The night before he was robbed at gunpoint this summer, the rapper and community activist Che “Rhymefest” Smith was in bed with his wife. Both were glued to their phones. “I’m unhappy,” he texted her. Her text reply was swift and blunt: “So what?”
Her point: The work Smith is doing as creative director for the arts education nonprofit Donda’s House, his political efforts (including a failed run for alderman in 2011), and the lyrics he cowrote with Common and John Legend for Selma’s Oscar-winning song “Glory”—well, all of that means a lot more than his personal happiness.

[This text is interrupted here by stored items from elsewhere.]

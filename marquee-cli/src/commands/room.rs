use marquee_facility::alerts::{room_alerts, AlertLevel};
use marquee_facility::time::now_ms;
use marquee_facility::types::{PreventiveSchedule, ProjectorLamp, Room, RoomStatus};
use owo_colors::OwoColorize;
use owo_colors::Stream::Stdout;
use marquee_db::Connection;

use crate::cli_types::{RoomAction, RoomFields};
use crate::commands::{dash, dash_date, date_arg_or_now, parse_seating, require_cinema, require_room};
use crate::error::CliError;

pub(crate) fn run(conn: &Connection, action: RoomAction) -> Result<(), CliError> {
    match action {
        RoomAction::Add {
            cinema,
            status,
            reason,
            fields,
        } => run_add(conn, cinema, status, reason, fields),
        RoomAction::List { cinema } => run_list(conn, cinema),
        RoomAction::Show { id } => run_show(conn, id),
        RoomAction::Edit { id, fields } => run_edit(conn, id, fields),
        RoomAction::Rm { id } => {
            marquee_db::remove_room(conn, id)?;
            log::info!(
                "{} Room #{} removed",
                "\u{2714}".if_supports_color(Stdout, |t| t.green()),
                id,
            );
            Ok(())
        }
        RoomAction::Status { id, status, reason } => {
            marquee_db::update_room_status(conn, id, status, reason.as_deref())?;
            log::info!(
                "{} Room #{} is now {}",
                "\u{2714}".if_supports_color(Stdout, |t| t.green()),
                id,
                status.as_str().if_supports_color(Stdout, |t| t.bold()),
            );
            Ok(())
        }
        RoomAction::LampHours { id, hours } => {
            let room = require_room(conn, id)?;
            if room.lamp.is_none() {
                log::warn!("Room #{id} has no projector lamp configured; nothing to update");
                return Ok(());
            }
            marquee_db::update_lamp_hours(conn, id, hours)?;
            let room = require_room(conn, id)?;
            if let Some(lamp) = &room.lamp {
                log::info!(
                    "{} Lamp counter set to {} h ({:.0}% of rated life)",
                    "\u{2714}".if_supports_color(Stdout, |t| t.green()),
                    hours,
                    lamp.usage_percent(),
                );
            }
            Ok(())
        }
        RoomAction::LampReplace { id, model, max_hours } => {
            let room = require_room(conn, id)?;
            if room.lamp.is_none() {
                log::warn!("Room #{id} has no projector lamp configured; nothing to replace");
                return Ok(());
            }
            marquee_db::replace_projector_lamp(
                conn,
                id,
                model.as_deref(),
                max_hours,
                now_ms(),
            )?;
            log::info!(
                "{} Lamp replaced on room #{}; hour counter reset",
                "\u{2714}".if_supports_color(Stdout, |t| t.green()),
                id,
            );
            Ok(())
        }
        RoomAction::Preventive { id, tier, date } => {
            let date = date_arg_or_now(date.as_deref())?;
            marquee_db::record_preventive(conn, id, tier, date)?;
            let room = require_room(conn, id)?;
            let next = match tier {
                marquee_facility::PreventiveTier::A => room.preventive.next_a,
                marquee_facility::PreventiveTier::B => room.preventive.next_b,
                marquee_facility::PreventiveTier::C => room.preventive.next_c,
            };
            log::info!(
                "{} Preventive {} recorded for room #{}; next due {}",
                "\u{2714}".if_supports_color(Stdout, |t| t.green()),
                tier,
                id,
                dash_date(next),
            );
            Ok(())
        }
        RoomAction::Overdue => {
            let rooms = marquee_db::rooms_overdue_preventive(conn, now_ms())?;
            if rooms.is_empty() {
                log::info!(
                    "{}",
                    "No rooms overdue for preventive maintenance."
                        .if_supports_color(Stdout, |t| t.dimmed()),
                );
                return Ok(());
            }
            for room in &rooms {
                log::info!(
                    "  {} #{:<4} {} (cinema #{}) next A {} / B {} / C {}",
                    "\u{26A0}".if_supports_color(Stdout, |t| t.yellow()),
                    room.id,
                    dash(room.name.as_deref()),
                    room.cinema_id,
                    dash_date(room.preventive.next_a),
                    dash_date(room.preventive.next_b),
                    dash_date(room.preventive.next_c),
                );
            }
            Ok(())
        }
    }
}

/// Apply shared field flags on top of an existing room value.
fn apply_fields(room: &mut Room, fields: RoomFields) -> Result<(), CliError> {
    if let Some(name) = fields.name {
        room.name = Some(name);
    }
    if let Some(location) = fields.location {
        room.location = Some(location);
    }
    if let Some(screen_type) = fields.screen_type {
        room.screen_type = Some(screen_type);
    }
    if let Some(sound_system) = fields.sound_system {
        room.sound_system = Some(sound_system);
    }
    if let Some(ref seating) = fields.seating {
        room.seating = Some(parse_seating(seating)?);
    }

    if let Some(model) = fields.lamp_model {
        let max_hours = fields
            .lamp_max_hours
            .or(room.lamp.as_ref().map(|l| l.max_hours))
            .ok_or_else(|| CliError::invalid("--lamp-model requires --lamp-max-hours"))?;
        let current = fields
            .lamp_hours
            .or(room.lamp.as_ref().map(|l| l.current_hours))
            .unwrap_or(0);
        let replaced_at = room.lamp.as_ref().map(|l| l.replaced_at).unwrap_or(now_ms());
        room.lamp = Some(ProjectorLamp {
            model,
            current_hours: current,
            max_hours,
            replaced_at,
        });
    } else if fields.lamp_hours.is_some() || fields.lamp_max_hours.is_some() {
        let Some(lamp) = room.lamp.as_mut() else {
            return Err(CliError::invalid(
                "room has no lamp; pass --lamp-model to configure one",
            ));
        };
        if let Some(hours) = fields.lamp_hours {
            lamp.current_hours = hours;
        }
        if let Some(max) = fields.lamp_max_hours {
            lamp.max_hours = max;
        }
    }

    Ok(())
}

fn run_add(
    conn: &Connection,
    cinema: i64,
    status: RoomStatus,
    reason: Option<String>,
    fields: RoomFields,
) -> Result<(), CliError> {
    require_cinema(conn, cinema)?;

    let mut room = Room {
        id: 0,
        cinema_id: cinema,
        name: None,
        location: None,
        status,
        status_reason: reason,
        screen_type: None,
        sound_system: None,
        seating: None,
        lamp: None,
        preventive: PreventiveSchedule::default(),
        created_at: String::new(),
    };
    apply_fields(&mut room, fields)?;

    let id = marquee_db::insert_room(conn, &room)?;
    log::info!(
        "{} Room #{} added to cinema #{}",
        "\u{2714}".if_supports_color(Stdout, |t| t.green()),
        id,
        cinema,
    );
    Ok(())
}

fn run_list(conn: &Connection, cinema: Option<i64>) -> Result<(), CliError> {
    let rooms = match cinema {
        Some(id) => marquee_db::rooms_for_cinema(conn, id)?,
        None => marquee_db::list_rooms(conn)?,
    };

    if rooms.is_empty() {
        log::info!("{}", "No rooms.".if_supports_color(Stdout, |t| t.dimmed()));
        return Ok(());
    }

    for room in &rooms {
        let lamp = match &room.lamp {
            Some(lamp) => format!("lamp {:.0}%", lamp.usage_percent()),
            None => String::new(),
        };
        log::info!(
            "  #{:<4} {:<16} cinema #{:<3} {:<12} {} {}",
            room.id,
            dash(room.name.as_deref()),
            room.cinema_id,
            room.status.as_str(),
            dash(room.screen_type.as_deref()),
            lamp.if_supports_color(Stdout, |t| t.dimmed()),
        );
    }
    Ok(())
}

fn run_show(conn: &Connection, id: i64) -> Result<(), CliError> {
    let room = require_room(conn, id)?;

    log::info!(
        "{} {}",
        format!("Room #{id}").if_supports_color(Stdout, |t| t.bold()),
        dash(room.name.as_deref()),
    );
    log::info!("  Cinema:   #{}", room.cinema_id);
    log::info!(
        "  Status:   {}{}",
        room.status.as_str(),
        room.status_reason
            .as_deref()
            .map(|r| format!(" ({r})"))
            .unwrap_or_default(),
    );
    log::info!("  Screen:   {}", dash(room.screen_type.as_deref()));
    log::info!("  Sound:    {}", dash(room.sound_system.as_deref()));
    if let Some(seating) = room.seating {
        log::info!(
            "  Seats:    {} ({} standard, {} premium, {} VIP)",
            seating.total(),
            seating.standard,
            seating.premium,
            seating.vip,
        );
    }
    if let Some(lamp) = &room.lamp {
        log::info!(
            "  Lamp:     {} {}/{} h ({:.0}%)",
            lamp.model,
            lamp.current_hours,
            lamp.max_hours,
            lamp.usage_percent(),
        );
    }
    log::info!(
        "  Preventive: A last {} next {} | B last {} next {} | C last {} next {}",
        dash_date(room.preventive.last_a),
        dash_date(room.preventive.next_a),
        dash_date(room.preventive.last_b),
        dash_date(room.preventive.next_b),
        dash_date(room.preventive.last_c),
        dash_date(room.preventive.next_c),
    );

    let alerts = room_alerts(&room, now_ms());
    if !alerts.is_empty() {
        crate::log_blank();
        for alert in &alerts {
            let mark = match alert.level {
                AlertLevel::Critical => {
                    format!("{}", "\u{2718}".if_supports_color(Stdout, |t| t.red()))
                }
                AlertLevel::Warning => {
                    format!("{}", "\u{26A0}".if_supports_color(Stdout, |t| t.yellow()))
                }
            };
            log::info!("  {} {}", mark, alert.message);
        }
    }

    let equipment = marquee_db::equipment_for_room(conn, id)?;
    if !equipment.is_empty() {
        crate::log_blank();
        log::info!("{}", "Equipment:".if_supports_color(Stdout, |t| t.bold()));
        for eq in &equipment {
            log::info!(
                "  #{:<4} {:<28} {:<11} {}",
                eq.id,
                eq.name,
                eq.category.as_str(),
                eq.status.as_str(),
            );
        }
    }

    let history = marquee_db::history_for_room(conn, id)?;
    if !history.is_empty() {
        crate::log_blank();
        log::info!(
            "{}",
            "Recent maintenance:".if_supports_color(Stdout, |t| t.bold()),
        );
        for entry in history.iter().take(5) {
            log::info!(
                "  {} {:<16} {}",
                dash_date(Some(entry.date)),
                entry.kind.as_str(),
                entry.description,
            );
        }
    }

    Ok(())
}

fn run_edit(conn: &Connection, id: i64, fields: RoomFields) -> Result<(), CliError> {
    let mut room = require_room(conn, id)?;
    apply_fields(&mut room, fields)?;
    marquee_db::update_room(conn, &room)?;
    log::info!(
        "{} Room #{} updated",
        "\u{2714}".if_supports_color(Stdout, |t| t.green()),
        id,
    );
    Ok(())
}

Smith went to sleep without replying. Early the next morning, he hopped in his car to work on some rhymes. While he was parked near the 4300 block of South Cottage Grove, a young man pointed a gun at his head and demanded his wallet. For Smith, the timing wasn’t coincidental. “My self-indulged, self-righteous unhappiness manifested this person in physical form,” he says. “I attracted the apathy that I was developing.”
At the Grand Crossing District police station, where he went to file a report, he was greeted with another form of alarming apathy. An officer challenged his claim, told him to keep his hands in plain sight, and ultimately asked him to leave. Smith posted his phone video of the encounter on Twitter with the caption: “You wonder [why] we don’t report crimes? The police treated me disgustingly.”
The robbery and the report drew national media attention—not just to the incident but to the larger problems of violence in Chicago and the police’s relationship with the community. Next came a meeting with the mayor, an apology from the police department, and Smith’s latest effort: Heal Chicago.
Still in its infancy, this project aims to set up what Smith calls citywide “therapy sessions” for citizens and police to talk through issues facing them. He’s partnering with, among others, Lori Lightfoot, the president of the Chicago Police Board, and Evelyn Diaz, the president of the antipoverty group Heartland Alliance.
“All of Chicago is traumatized—white, black, brown, Arab, Jewish,” Smith says. “And it goes back way before Rahm, way before Daley. Chicago has never had a moment where we all say, ‘We’ve all gone through similar things, and we need healing.’ How can you have policy reform on top of trauma that goes back decades if that trauma is never dealt with?”